The Pleiades Star Cluster Is 20 Times Larger Than We Thought, Revealing Thousands of New Stars

Recent astronomical investigations are dramatically altering our perception of the Pleiades star cluster, which has long been affectionately known as the “Seven Sisters.” A team of researchers based at the University of North Carolina at Chapel Hill (UNC-Chapel Hill) has determined that the familiar cluster is merely the concentrated nucleus of a far more expansive, yet diffuse, formation now dubbed the “Greater Pleiades Complex.” This groundbreaking finding, detailed in The Astrophysical Journal, suggests the total structure spans roughly twenty times the area previously estimated. Crucially, this wider scope accounts for thousands of previously unrecognized stars—the true “sisters”—dispersed across the celestial sphere.

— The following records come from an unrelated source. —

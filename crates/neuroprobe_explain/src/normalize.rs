//! Scaling images into display ranges.

use neuroprobe_core::{Image, NormMode};
use serde::{Deserialize, Serialize};

/// Target range of a normalized image.
#[derive(Debug, Clone, Copy, Default, PartialEq, Eq, Serialize, Deserialize)]
#[serde(rename_all = "lowercase")]
pub enum NormRange {
    /// `[-1, 1]`, zero stays zero.
    #[default]
    Signed,
    /// `[0, 1]`, zero maps to 0.5.
    Unit,
}

/// The widest extent seen across a batch of related images.
///
/// Owned by the caller: each session or worker keeps its own copy.
#[derive(Debug, Clone, Copy, Default, PartialEq, Serialize, Deserialize)]
pub struct GlobalNorms {
    /// Smallest `min` in the batch.
    pub min: f32,
    /// Largest `max` in the batch.
    pub max: f32,
}

impl GlobalNorms {
    /// Zero extent.
    #[must_use]
    pub fn new() -> Self {
        Self::default()
    }

    /// Reset to zero extent.
    pub fn reset(&mut self) {
        *self = Self::default();
    }

    /// Widen the current extent to cover `image`.
    pub fn include(&mut self, image: &Image) {
        self.min = self.min.min(image.min());
        self.max = self.max.max(image.max());
    }

    /// Extent of a batch: `max` over image maxima, `min` over image minima.
    ///
    /// An empty batch gives zero extent.
    #[must_use]
    pub fn recompute<'a, I>(images: I) -> Self
    where
        I: IntoIterator<Item = &'a Image>,
    {
        let mut iter = images.into_iter().peekable();
        if iter.peek().is_none() {
            return Self::default();
        }
        let (min, max) = iter.fold((f32::INFINITY, f32::NEG_INFINITY), |(lo, hi), image| {
            (lo.min(image.min()), hi.max(image.max()))
        });
        Self { min, max }
    }

    /// `max(|min|, |max|)`.
    #[must_use]
    pub fn max_abs(&self) -> f32 {
        self.min.abs().max(self.max.abs())
    }
}

/// Normalize an image to `[-1, 1]`.
///
/// Values are divided by `max(|min|, |max|)`, taken from the image itself in
/// [`NormMode::Local`] or from `norms` in [`NormMode::Global`]. A zero extent
/// yields all zeros.
#[must_use]
pub fn normalize(image: &Image, mode: NormMode, norms: &GlobalNorms) -> Vec<f32> {
    let max_abs = match mode {
        NormMode::Local => image.max_abs(),
        NormMode::Global => norms.max_abs(),
    };
    if max_abs == 0.0 {
        return vec![0.0; image.len()];
    }
    image.values().iter().map(|&v| v / max_abs).collect()
}

/// Normalize an image to the requested range.
#[must_use]
pub fn normalize_to(
    image: &Image,
    mode: NormMode,
    norms: &GlobalNorms,
    range: NormRange,
) -> Vec<f32> {
    let signed = normalize(image, mode, norms);
    match range {
        NormRange::Signed => signed,
        NormRange::Unit => signed.into_iter().map(|s| (s + 1.0) / 2.0).collect(),
    }
}

#[cfg(test)]
mod tests {
    use super::*;

    #[test]
    fn test_local_normalize() {
        let image = Image::from_values(vec![-2.0, 1.0, 4.0]);
        let out = normalize(&image, NormMode::Local, &GlobalNorms::new());
        assert_eq!(out, vec![-0.5, 0.25, 1.0]);
    }

    #[test]
    fn test_zero_image_never_divides() {
        let image = Image::zeros(784);
        let out = normalize(&image, NormMode::Local, &GlobalNorms::new());
        assert!(out.iter().all(|&v| v == 0.0));

        let out = normalize(&image, NormMode::Global, &GlobalNorms::new());
        assert!(out.iter().all(|&v| v == 0.0));
    }

    #[test]
    fn test_global_normalize_uses_shared_extent() {
        let image = Image::from_values(vec![1.0, -1.0]);
        let norms = GlobalNorms { min: -4.0, max: 2.0 };
        let out = normalize(&image, NormMode::Global, &norms);
        assert_eq!(out, vec![0.25, -0.25]);
    }

    #[test]
    fn test_local_uses_carried_extremes() {
        // Extremes wider than the values: output stays inside [-0.5, 0.5]
        let image = Image::new(vec![1.0, -1.0], -2.0, 2.0);
        let out = normalize(&image, NormMode::Local, &GlobalNorms::new());
        assert_eq!(out, vec![0.5, -0.5]);
    }

    #[test]
    fn test_recompute() {
        let images = vec![
            Image::new(vec![], -3.0, 2.0),
            Image::new(vec![], 0.0, 5.0),
            Image::new(vec![], -4.0, -1.0),
        ];
        let norms = GlobalNorms::recompute(&images);
        assert_eq!(norms.max, 5.0);
        assert_eq!(norms.min, -4.0);
    }

    #[test]
    fn test_recompute_keeps_negative_max() {
        let images = vec![Image::new(vec![], -3.0, -1.0)];
        let norms = GlobalNorms::recompute(&images);
        assert_eq!(norms.max, -1.0);
        assert_eq!(norms.max_abs(), 3.0);
    }

    #[test]
    fn test_recompute_empty_batch() {
        assert_eq!(GlobalNorms::recompute(&Vec::<Image>::new()), GlobalNorms::new());
    }

    #[test]
    fn test_include_and_reset() {
        let mut norms = GlobalNorms::new();
        norms.include(&Image::new(vec![], -1.0, 3.0));
        norms.include(&Image::new(vec![], -6.0, 0.5));
        assert_eq!(norms, GlobalNorms { min: -6.0, max: 3.0 });
        norms.reset();
        assert_eq!(norms, GlobalNorms::new());
    }

    #[test]
    fn test_unit_range() {
        let image = Image::from_values(vec![-2.0, 0.0, 2.0]);
        let out = normalize_to(&image, NormMode::Local, &GlobalNorms::new(), NormRange::Unit);
        assert_eq!(out, vec![0.0, 0.5, 1.0]);
    }

    #[test]
    fn test_norm_range_serde() {
        let json = serde_json::to_string(&NormRange::Unit).unwrap();
        assert_eq!(json, "\"unit\"");
        let decoded: NormRange = serde_json::from_str(&json).unwrap();
        assert_eq!(decoded, NormRange::Unit);
    }
}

This significant breakthrough hinged on the successful integration of data streams originating from two distinct space observatories. The American TESS telescope, primarily tasked with hunting exoplanets, supplied crucial measurements regarding stellar rotation periods. Since younger stars spin rapidly while older stars decelerate, these rotation rates function as reliable age indicators. Complementing this, the European Gaia spacecraft delivered exceptionally precise kinematic data, mapping the exact positions and spatial trajectories of the stars. By synthesizing this kinematic information with the analysis of rotational velocity, the team could pinpoint gravitationally linked groups—associations that traditional observation techniques failed to detect because the member stars are so widely separated.

Andrew Boyle, a physics and astronomy graduate student at UNC-Chapel Hill and the study’s lead author, remarked on the dramatic shift in perspective. He explained that the Pleiades are no longer viewed simply as a tight collection of luminous stars, but rather as a vast family comprising thousands of “relatives” that have drifted apart over cosmic timescales. Conventional wisdom held that the cluster contained approximately 540 stars; however, applying the new, refined criteria uncovered thousands of stars sharing a common stellar birthplace. Professor Andrew Mann, also an astronomer at UNC-Chapel Hill, highlighted the broader implications of the technique, suggesting it provides a powerful tool for identifying numerous stars close to our own Solar System that belong to massive stellar families characterized by intricate internal dynamics.

Situated within the constellation Taurus, the Pleiades cluster possesses significant cultural recognition and is easily observable without optical aid. The established physical parameters for the dense, central core remain unchanged: it is estimated to be around 115 million years old, spans approximately 12 light years in diameter, and boasts a total mass equivalent to 800 solar masses. Nevertheless, the fresh insights into the “Greater Pleiades” carry profound implications for the field of astrophysics. This expanded understanding enables researchers to construct far more precise models concerning stellar evolution and the mechanisms governing planetary system formation. Furthermore, the scientists anticipate that this novel methodology could ultimately help resolve a long-standing cosmic mystery: whether our own Sun originated within a colossal stellar grouping of this magnitude.